I got the American Composers Forum newsletter yesterday and there on the front page was an article by Eric Whitacre, “Advice for the Emerging Composer: Competitions.”
Eric Whitacre, for those who do not know, is one of the major cool kids of contemporary choral music. His blog is here. Highly readable.
Anyway, he outlines some benefits for emerging composers to enter all these competitions. The first is exposure, which makes sense. Even if you don’t win, the judges will have seen your work. He says several times judges have contacted him to see if they could program his work that didn’t win the competition.
Second, he says, you’ll finish the piece. I’m a Lichtenbergian. ‘Nuff said.
Third, and I will quote him directly here:
In the last 18 years I’ve probably entered a hundred competitions and I have never won anything. Nothing. I lost the ASCAP Young Composers award three times (in three different years I entered “When David Heard,” “Lux Aurumque,” and “Cloudburst,” lost with all three.

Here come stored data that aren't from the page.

use std::path::PathBuf;
use std::time::Duration;

use clap::Parser;

/// Timeout for the pre-run connectivity probes. Short on purpose:
/// an unreachable target should fail the run quickly.
pub const CONNECTIVITY_TIMEOUT: Duration = Duration::from_secs(2);

/// Black-box benchmark harness for a caching HTTP proxy and its backend.
///
/// Issues sequential HTTP requests against both targets, records timing
/// and status telemetry, and writes a console summary plus a chart image.
/// Cache hits are classified by request position (the first large-object
/// fetch of a run counts as the miss); this is a heuristic, not a
/// protocol-level cache verification.
#[derive(Parser, Debug, Clone)]
#[command(name = "proxy-cache-bench", version)]
pub struct Config {
    /// Backend application server base URL
    #[arg(
        long,
        default_value = "http://localhost:3000",
        env = "BENCH_SERVER_URL"
    )]
    pub server_url: String,

    /// Caching proxy base URL
    #[arg(
        long,
        default_value = "http://localhost:8080",
        env = "BENCH_PROXY_URL"
    )]
    pub proxy_url: String,

    /// Host header for proxied requests; defaults to the backend URL
    /// authority
    #[arg(long, env = "BENCH_BACKEND_HOST")]
    pub backend_host: Option<String>,

    /// Number of large-object fetches through the proxy
    #[arg(long, default_value = "3")]
    pub large_requests: usize,

    /// Number of synthetic users to create
    #[arg(long, default_value = "5")]
    pub num_users: usize,

    /// Expected large-object size in MB (shown in progress output)
    #[arg(long, default_value = "10")]
    pub object_size_mb: u64,

    /// Pause between paced requests, in milliseconds
    #[arg(long, default_value = "500")]
    pub request_delay_ms: u64,

    /// Per-request timeout for scenario traffic, in seconds
    #[arg(long, default_value = "10")]
    pub request_timeout_secs: u64,

    /// Directory the chart image is written into
    #[arg(long, default_value = ".")]
    pub output_dir: PathBuf,

    /// Enable debug logging
    #[arg(short, long)]
    pub verbose: bool,
}

impl Config {
    pub fn request_timeout(&self) -> Duration {
        Duration::from_secs(self.request_timeout_secs)
    }

    pub fn request_delay(&self) -> Duration {
        Duration::from_millis(self.request_delay_ms)
    }

    /// Value for the `Host` header on proxied requests: the explicit
    /// override, or the authority part of the backend URL.
    pub fn host_header(&self) -> String {
        match &self.backend_host {
            Some(host) => host.clone(),
            None => authority(&self.server_url).to_owned(),
        }
    }
}

/// Strip scheme and path from a base URL, leaving `host[:port]`.
fn authority(url: &str) -> &str {
    let rest = url
        .strip_prefix("https://")
        .or_else(|| url.strip_prefix("http://"))
        .unwrap_or(url);
    rest.split('/').next().unwrap_or(rest)
}

// ─── Tests ───────────────────────────────────────────────────────

#[cfg(test)]
mod tests {
    use super::*;

    #[test]
    fn defaults_match_the_documented_knobs() {
        let cfg = Config::parse_from(["proxy-cache-bench"]);
        assert_eq!(cfg.server_url, "http://localhost:3000");
        assert_eq!(cfg.proxy_url, "http://localhost:8080");
        assert_eq!(cfg.large_requests, 3);
        assert_eq!(cfg.num_users, 5);
        assert_eq!(cfg.object_size_mb, 10);
        assert_eq!(cfg.request_delay(), Duration::from_millis(500));
        assert_eq!(cfg.request_timeout(), Duration::from_secs(10));
    }

    #[test]
    fn host_header_defaults_to_server_authority() {
        let cfg = Config::parse_from([
            "proxy-cache-bench",
            "--server-url",
            "http://10.0.0.7:3000",
        ]);
        assert_eq!(cfg.host_header(), "10.0.0.7:3000");
    }

    #[test]
    fn host_header_override_wins() {
        let cfg = Config::parse_from([
            "proxy-cache-bench",
            "--backend-host",
            "backend.internal:3000",
        ]);
        assert_eq!(cfg.host_header(), "backend.internal:3000");
    }

    #[test]
    fn authority_handles_paths_and_bare_hosts() {
        assert_eq!(authority("http://localhost:3000/api"), "localhost:3000");
        assert_eq!(authority("https://example.com"), "example.com");
        assert_eq!(authority("example.com:8080"), "example.com:8080");
    }
}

And more of the same. Incredible. “Lux Aurumque,” sung here at a midnight mass in London. Didn’t win. His most recent post talks about getting a letter from the American Academy of Arts and Letters, rejecting his application for an award they had invited him to apply for.
He says not winning is a good thing. It helps make you stronger, if you’re smart, because it reinforces your sense of your own worth. Your piece should have won, dammit, because it was good, and you know that. It’s what keeps you writing more.
All in all, a timely and enjoyable article. And now I have yet another blog to keep up with.